Lawmakers who deliver money for hometown pet projects — what Americans call “pork” — would have to be publicly identified under an election-year ethics bill passed by the U.S. House of Representatives on Thursday.
By a vote of 245-171, the House amended its operating rules so that the names of sponsors of such “earmarks” must be listed in legislation.
The measure was the second ethics-related bill to pass the House within 24 hours as Republicans who control it try to neutralize Democrats’ charges of corruption in Congress.
“We are blowing away the fog of anonymity so the public can have a clear picture of what the projects are, how much they cost and who is sponsoring them,” said Rep. David Dreier, a California Republican who has overseen ethics reform efforts.
Over the past year, a California Republican representative pleaded guilty to accepting $2.4 million in bribes in exchange for help in securing defense contracts and lobbyist Jack Abramoff, with close ties to House Republican leaders, pleaded guilty to fraud charges.
Rep. Louise Slaughter of New York, the senior Democrat on the House Rules Committee, called the reform “a deceptive bill that is riddled with loopholes.”
She and other Democrats complained that the changes would not apply to several kinds of legislation, including corporate giveaways in tax bills, and much of this year’s spending.

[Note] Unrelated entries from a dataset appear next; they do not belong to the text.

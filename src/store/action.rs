use egui::{Color32, Vec2};
use serde::{Deserialize, Serialize};

use crate::collage::{ElementId, ShapeTemplate};
use crate::input::GestureEvent;

/// Every state change the editor can request.
///
/// Actions are plain values; they never borrow from the view tree.
#[derive(Debug, Clone, PartialEq, Serialize, Deserialize)]
pub enum Action {
    /// Cycle to the next edit mode
    SwitchEditMode,
    TogglePlayCollage,
    ToggleGrid,
    /// A raw canvas gesture, interpreted according to the edit mode
    Gesture(GestureEvent),

    /// Select an element, or clear the element selection with `None`
    SelectElement(Option<ElementId>),
    /// Clear both the element and the control point selection
    ClearSelection,

    AddShape(ShapeTemplate),
    AddText(String),
    AddSticker(String),
    SetShapeFill { id: ElementId, fill: Color32 },
    SetShapeStrokeWidth { id: ElementId, width: f32 },
    SetTextContent { id: ElementId, content: String },
    SetTextSize { id: ElementId, size: f32 },
    SetTextColor { id: ElementId, color: Color32 },
    SetStickerGlyph { id: ElementId, glyph: String },
    SetStickerSize { id: ElementId, size: f32 },
    BringToFront(ElementId),
    DeleteElement(ElementId),

    SetBackground(Color32),
    SetScale(f32),
    /// Drop any pan and zoom
    ResetView,
    ResizeCollage(Vec2),

    /// Link the selected control points so they move together
    ConnectSelectedPoints,
    DisconnectSelectedPoints,
}
use egui::emath::TSTransform;
use egui::{Pos2, Rect, Vec2, pos2, vec2};
use std::f32::consts::TAU;

use crate::state::CollageSettings;

mod hit_testing;

pub use hit_testing::{POINT_HIT_RADIUS, element_at, point_at};

/// Maps normalised document coordinates to the screen and back.
///
/// The pan offset (`translation * size`) is applied first, then the zoom
/// scales everything about the centre of the unpanned canvas. This is the
/// order in which the canvas is nested: offset content inside a scale effect.
#[derive(Debug, Clone, Copy, PartialEq)]
pub struct CanvasTransform {
    rect: Rect,
    transform: TSTransform,
}

impl CanvasTransform {
    pub fn new(rect: Rect, settings: &CollageSettings) -> Self {
        let size = rect.size();
        let offset = vec2(
            settings.translation.x * size.x,
            settings.translation.y * size.y,
        );
        let anchor = rect.center().to_vec2();
        let transform = TSTransform::from_translation(anchor)
            * TSTransform::from_scaling(settings.clamped_scale())
            * TSTransform::from_translation(offset - anchor);

        Self { rect, transform }
    }

    /// Identity mapping for a canvas occupying `rect`.
    pub fn identity(rect: Rect) -> Self {
        Self {
            rect,
            transform: TSTransform::IDENTITY,
        }
    }

    /// The canvas before panning and zooming.
    pub fn rect(&self) -> Rect {
        self.rect
    }

    pub fn size(&self) -> Vec2 {
        self.rect.size()
    }

    pub fn scale(&self) -> f32 {
        self.transform.scaling
    }

    /// Where the canvas ends up on screen.
    pub fn screen_rect(&self) -> Rect {
        self.transform.mul_rect(self.rect)
    }

    pub fn to_screen(&self, position: Pos2) -> Pos2 {
        let size = self.rect.size();
        let local = self.rect.min + vec2(position.x * size.x, position.y * size.y);
        self.transform.mul_pos(local)
    }

    pub fn to_document(&self, screen: Pos2) -> Pos2 {
        let local = self.transform.inverse().mul_pos(screen);
        let normalized = normalize(local - self.rect.min, self.rect.size());
        pos2(normalized.x, normalized.y)
    }

    /// Converts an on-screen drag delta into a normalised document delta.
    pub fn delta_to_document(&self, delta: Vec2) -> Vec2 {
        normalize(delta / self.scale(), self.rect.size())
    }

    /// Document length in points to screen length.
    pub fn length_to_screen(&self, length: f32) -> f32 {
        length * self.scale()
    }
}

/// Divides by `size` component-wise; a zero dimension maps to zero.
pub fn normalize(value: Vec2, size: Vec2) -> Vec2 {
    let axis = |v: f32, extent: f32| if extent > 0.0 { v / extent } else { 0.0 };
    vec2(axis(value.x, size.x), axis(value.y, size.y))
}

const CONVEX_EPSILON: f32 = 1e-9;

/// Whether the closed outline is convex and winds around exactly once.
///
/// Repeated vertices are skipped. Fewer than three distinct edges count as convex.
pub fn is_convex(outline: &[Pos2]) -> bool {
    let edges: Vec<Vec2> = outline
        .iter()
        .zip(outline.iter().cycle().skip(1))
        .map(|(from, to)| *to - *from)
        .filter(|edge| edge.length_sq() > CONVEX_EPSILON)
        .collect();
    if edges.len() < 3 {
        return true;
    }

    let mut turn = 0.0_f32;
    let mut winding = 0.0_f32;
    for (edge, next) in edges.iter().zip(edges.iter().cycle().skip(1)) {
        let cross = edge.x * next.y - edge.y * next.x;
        let dot = edge.dot(*next);
        if cross.abs() <= CONVEX_EPSILON {
            // Straight on is fine, doubling back is not
            if dot < 0.0 {
                return false;
            }
            continue;
        }
        if turn != 0.0 && cross.signum() != turn {
            return false;
        }
        turn = cross.signum();
        winding += cross.atan2(dot);
    }
    (winding.abs() - TAU).abs() < 1e-3
}

#[cfg(test)]
mod tests {
    use super::*;

    fn approx(a: Pos2, b: Pos2) -> bool {
        (a - b).length() < 1e-3
    }

    #[test]
    fn test_identity_settings_map_to_rect() {
        let rect = Rect::from_min_size(pos2(10.0, 20.0), vec2(200.0, 100.0));
        let transform = CanvasTransform::new(rect, &CollageSettings::default());
        assert!(approx(transform.to_screen(pos2(0.0, 0.0)), rect.min));
        assert!(approx(transform.to_screen(pos2(1.0, 1.0)), rect.max));
        assert_eq!(transform, CanvasTransform::identity(rect));
    }

    #[test]
    fn test_round_trip_through_screen() {
        let rect = Rect::from_min_size(pos2(0.0, 0.0), vec2(300.0, 300.0));
        let settings = CollageSettings {
            translation: vec2(-0.2, 0.3),
            scale: 2.5,
        };
        let transform = CanvasTransform::new(rect, &settings);
        let point = pos2(0.25, 0.75);
        assert!(approx(transform.to_document(transform.to_screen(point)), point));
    }

    #[test]
    fn test_zero_size_never_divides_by_zero() {
        let rect = Rect::from_min_size(pos2(5.0, 5.0), Vec2::ZERO);
        let settings = CollageSettings {
            translation: vec2(0.5, 0.5),
            scale: 0.0,
        };
        let transform = CanvasTransform::new(rect, &settings);
        let document = transform.to_document(pos2(100.0, 100.0));
        assert!(document.x.is_finite() && document.y.is_finite());
        assert_eq!(transform.delta_to_document(vec2(3.0, 4.0)), Vec2::ZERO);
    }

    #[test]
    fn test_delta_accounts_for_zoom() {
        let rect = Rect::from_min_size(pos2(0.0, 0.0), vec2(100.0, 200.0));
        let settings = CollageSettings {
            translation: Vec2::ZERO,
            scale: 2.0,
        };
        let transform = CanvasTransform::new(rect, &settings);
        let delta = transform.delta_to_document(vec2(20.0, 20.0));
        assert!((delta.x - 0.1).abs() < 1e-5);
        assert!((delta.y - 0.05).abs() < 1e-5);
    }

    #[test]
    fn test_convex_outlines() {
        let square = [pos2(0.0, 0.0), pos2(1.0, 0.0), pos2(1.0, 1.0), pos2(0.0, 1.0)];
        assert!(is_convex(&square));

        let reversed: Vec<_> = square.iter().rev().copied().collect();
        assert!(is_convex(&reversed));

        let repeated = [pos2(0.0, 0.0), pos2(0.0, 0.0), pos2(1.0, 0.0), pos2(0.5, 1.0)];
        assert!(is_convex(&repeated));
    }

    #[test]
    fn test_dented_and_folded_outlines() {
        let dart = [pos2(0.0, 0.0), pos2(1.0, 0.0), pos2(0.4, 0.4), pos2(0.0, 1.0)];
        assert!(!is_convex(&dart));

        let bow_tie = [pos2(0.0, 0.0), pos2(1.0, 1.0), pos2(1.0, 0.0), pos2(0.0, 1.0)];
        assert!(!is_convex(&bow_tie));

        // Pentagram: every turn has the same sign but it winds twice
        let star: Vec<_> = (0..5)
            .map(|i| {
                let angle = i as f32 * 2.0 * TAU / 5.0;
                pos2(angle.cos(), angle.sin())
            })
            .collect();
        assert!(!is_convex(&star));
    }
}
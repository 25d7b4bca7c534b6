use egui::{CentralPanel, Frame, TopBottomPanel};

use super::editor::{EDITOR_HEIGHT, EditorRouter};
use super::{
    CollageView, ControlPointsView, DependentPointsConnectorView, GridEditorToolbar, GridView, TOOLBAR_HEIGHT,
    TopBarView, grid_opacity,
};
use crate::config::AppConfig;
use crate::playback::visible_element_count;
use crate::state::AppState;
use crate::store::{Action, Dispatcher};

/// Root layout: selection bar on top, canvas in the middle, editor panel and
/// toolbar at the bottom.
pub struct CollageBuilderView<'a> {
    state: &'a AppState,
    dispatcher: &'a Dispatcher,
    config: &'a AppConfig,
    playback_elapsed: f64,
}

impl<'a> CollageBuilderView<'a> {
    pub fn new(state: &'a AppState, dispatcher: &'a Dispatcher, config: &'a AppConfig) -> Self {
        Self {
            state,
            dispatcher,
            config,
            playback_elapsed: 0.0,
        }
    }

    /// Seconds since playback started; ignored while not playing.
    pub fn playback_elapsed(mut self, elapsed: f64) -> Self {
        self.playback_elapsed = elapsed;
        self
    }

    fn visible_elements(&self) -> usize {
        let total = self.state.collage.elements.len();
        if self.state.is_playing_collage {
            visible_element_count(total, self.playback_elapsed, self.config.playback_step_secs)
        } else {
            total
        }
    }

    pub fn show(&self, ctx: &egui::Context) {
        TopBottomPanel::top("selection_bar").show(ctx, |ui| {
            TopBarView::new(self.state, self.dispatcher).show(ui);
            DependentPointsConnectorView::new(self.state, self.dispatcher).show(ui);
        });

        TopBottomPanel::bottom("grid_editor")
            .exact_height(TOOLBAR_HEIGHT)
            .show(ctx, |ui| {
                GridEditorToolbar::new(self.state, self.dispatcher).show(ui);
            });

        TopBottomPanel::bottom("editor")
            .resizable(true)
            .default_height(EDITOR_HEIGHT)
            .show(ctx, |ui| {
                EditorRouter::new(self.state, self.dispatcher, self.config).show(ui);
            });

        CentralPanel::default()
            .frame(Frame::central_panel(&ctx.style()).fill(ctx.style().visuals.extreme_bg_color))
            .show(ctx, |ui| {
                let [x_lines, y_lines] = self.config.grid_lines;
                let grid = GridView::new(x_lines, y_lines).opacity(grid_opacity(self.state.is_showing_grid));

                let transform = CollageView::new(
                    &self.state.collage,
                    self.state.collage_size,
                    &self.state.collage_settings,
                    self.state.selected_element,
                    grid,
                    self.state.is_playing_collage,
                )
                .visible_elements(self.visible_elements())
                .show(ui, |gesture| self.dispatcher.dispatch(Action::Gesture(gesture)));

                if !self.state.is_playing_collage {
                    ControlPointsView::new(&self.state.selected_points_ids, &self.state.collage)
                        .show(ui.painter(), &transform);
                }
            });
    }
}
use egui::{Color32, Pos2, Rect, Sense, Shape, Stroke, pos2, vec2};

/// Toolbar glyphs, named after the system symbols they stand in for.
#[derive(Debug, Clone, Copy, PartialEq, Eq)]
pub enum Icon {
    PlayCircle,
    PauseCircle,
    Grid,
}

impl Icon {
    pub fn system_name(&self) -> &'static str {
        match self {
            Icon::PlayCircle => "play.circle",
            Icon::PauseCircle => "pause.circle",
            Icon::Grid => "squareshape.split.3x3",
        }
    }
}

pub struct IconButton {
    pub icon: Icon,
    pub size: f32,
    pub tint: Color32,
}

impl IconButton {
    pub fn new(icon: Icon, size: f32, tint: Color32) -> Self {
        Self { icon, size, tint }
    }

    pub fn show(&self, ui: &mut egui::Ui) -> egui::Response {
        let (rect, response) = ui.allocate_exact_size(vec2(self.size, self.size), Sense::click());

        if ui.is_rect_visible(rect) {
            if response.hovered() {
                ui.painter()
                    .rect_filled(rect, 6.0, ui.visuals().widgets.hovered.weak_bg_fill);
            }
            self.paint_icon(ui.painter(), rect.shrink(self.size * 0.12));
        }

        response
    }

    fn paint_icon(&self, painter: &egui::Painter, rect: Rect) {
        let stroke = Stroke::new((rect.width() * 0.07).max(1.0), self.tint);
        let center = rect.center();
        let radius = rect.width() / 2.0;

        match self.icon {
            Icon::PlayCircle => {
                painter.circle_stroke(center, radius, stroke);
                let r = radius * 0.45;
                let triangle: Vec<Pos2> = vec![
                    pos2(center.x - r * 0.6, center.y - r),
                    pos2(center.x + r, center.y),
                    pos2(center.x - r * 0.6, center.y + r),
                ];
                painter.add(Shape::convex_polygon(triangle, self.tint, Stroke::NONE));
            }
            Icon::PauseCircle => {
                painter.circle_stroke(center, radius, stroke);
                let bar = vec2(radius * 0.18, radius * 0.9);
                for dx in [-radius * 0.22, radius * 0.22] {
                    painter.rect_filled(Rect::from_center_size(center + vec2(dx, 0.0), bar), 1.0, self.tint);
                }
            }
            Icon::Grid => {
                painter.rect_stroke(rect, 3.0, stroke);
                for third in [1.0 / 3.0, 2.0 / 3.0] {
                    let x = rect.left() + rect.width() * third;
                    let y = rect.top() + rect.height() * third;
                    painter.line_segment([pos2(x, rect.top()), pos2(x, rect.bottom())], stroke);
                    painter.line_segment([pos2(rect.left(), y), pos2(rect.right(), y)], stroke);
                }
            }
        }
    }
}
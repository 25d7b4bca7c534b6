use egui::{Color32, Painter, Pos2, Rect, Stroke, pos2};

pub const GRID_COLOR: Color32 = Color32::from_gray(140);

/// Opacity of the grid overlay: fully shown or fully hidden.
pub fn grid_opacity(is_showing_grid: bool) -> f32 {
    if is_showing_grid { 1.0 } else { 0.0 }
}

/// Alignment grid dividing the canvas into `x_lines` by `y_lines` cells.
#[derive(Debug, Clone, Copy, PartialEq)]
pub struct GridView {
    x_lines: u32,
    y_lines: u32,
    opacity: f32,
}

impl GridView {
    pub fn new(x_lines: u32, y_lines: u32) -> Self {
        Self {
            x_lines,
            y_lines,
            opacity: 1.0,
        }
    }

    pub fn opacity(mut self, opacity: f32) -> Self {
        self.opacity = opacity.clamp(0.0, 1.0);
        self
    }

    pub fn current_opacity(&self) -> f32 {
        self.opacity
    }

    /// Interior lines only; the canvas edge is not part of the grid.
    pub fn lines(&self, rect: Rect) -> Vec<[Pos2; 2]> {
        let vertical = (1..self.x_lines).map(|i| {
            let x = rect.left() + rect.width() * i as f32 / self.x_lines as f32;
            [pos2(x, rect.top()), pos2(x, rect.bottom())]
        });
        let horizontal = (1..self.y_lines).map(|i| {
            let y = rect.top() + rect.height() * i as f32 / self.y_lines as f32;
            [pos2(rect.left(), y), pos2(rect.right(), y)]
        });
        vertical.chain(horizontal).collect()
    }

    pub fn paint(&self, painter: &Painter, rect: Rect) {
        if self.opacity <= 0.0 {
            return;
        }
        let stroke = Stroke::new(0.5, GRID_COLOR.gamma_multiply(self.opacity));
        for segment in self.lines(rect) {
            painter.line_segment(segment, stroke);
        }
    }
}
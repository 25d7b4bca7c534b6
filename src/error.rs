use std::path::PathBuf;
use thiserror::Error;

/// Errors that can occur while loading the application config
#[derive(Debug, Error)]
pub enum ConfigError {
    #[error("Failed to read config {path}: {source}")]
    Read {
        path: PathBuf,
        #[source]
        source: std::io::Error,
    },

    #[error("Failed to parse config: {0}")]
    Parse(#[from] serde_json::Error),

    #[error("Invalid config value for `{field}`: {reason}")]
    Invalid { field: &'static str, reason: String },
}

pub type ConfigResult<T> = Result<T, ConfigError>;
use egui::{Slider, color_picker};

use super::missing_element_note;
use crate::collage::Element;
use crate::state::AppState;
use crate::store::reducer::{MAX_FONT_SIZE, MIN_FONT_SIZE};
use crate::store::{Action, Dispatcher};

pub struct TextSelectorView<'a> {
    state: &'a AppState,
    dispatcher: &'a Dispatcher,
}

impl<'a> TextSelectorView<'a> {
    pub fn new(state: &'a AppState, dispatcher: &'a Dispatcher) -> Self {
        Self { state, dispatcher }
    }

    pub fn show(&self, ui: &mut egui::Ui) {
        let Some(Element::Text(text)) = self.state.selected() else {
            missing_element_note(ui);
            return;
        };
        let id = text.id;

        let mut content = text.content.clone();
        if ui.text_edit_singleline(&mut content).changed() {
            self.dispatcher.dispatch(Action::SetTextContent { id, content });
        }

        let mut size = text.font_size;
        if ui
            .add(Slider::new(&mut size, MIN_FONT_SIZE..=MAX_FONT_SIZE).text("Size"))
            .changed()
        {
            self.dispatcher.dispatch(Action::SetTextSize { id, size });
        }

        ui.horizontal(|ui| {
            ui.label("Colour");
            let mut color = text.color;
            if color_picker::color_edit_button_srgba(ui, &mut color, color_picker::Alpha::Opaque).changed() {
                self.dispatcher.dispatch(Action::SetTextColor { id, color });
            }
            if ui.button("Delete").clicked() {
                self.dispatcher.dispatch(Action::DeleteElement(id));
            }
        });
    }
}
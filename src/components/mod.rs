mod icon_button;

pub use icon_button::{Icon, IconButton};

The liberal Center on Budget and Policy Priorities also said the Republican rules change left too many special-interest projects unrestricted.
“Any tax cut or tax break benefiting as few as two individuals or entities, such as two large multinational corporations, would be fully exempt,” the group said.
The explosive growth in recent years of “pork,” which fattens the size of money-bills and other legislation, has come under attack by critics who say the special-interest funds have added billions of dollars to U.S. debt for sometimes questionable projects.
The taxpayer funds often are secretly tucked into bills, sometimes at the last-minute in response to lobbyists’ requests.
The earmarks have ranged from money for a rock ‘n’ roll music hall of fame in Cleveland to a widely mocked “bridge to nowhere” in Alaska.
Democrats hope that in November elections they will capture the 15 additional seats they need to win control of the House. Republican leaders, sensing political trouble early this year, promised to enact wide-ranging ethics reforms.
But as other issues, notably national security, gained greater prominence, Republicans have scaled back their ethics agenda to pursue narrow reforms. Momentum for ethics reform also stalled because of divisions among Republicans.
On Wednesday, the House passed a bill establishing a new Web site to make it easier to track which companies win government contracts and grants.
Other critics of the earmark reform argued it provides no mechanism for deleting suspect funds from bills and might actually embolden lawmakers to seek such money so they can brag to constituents about projects they have delivered home.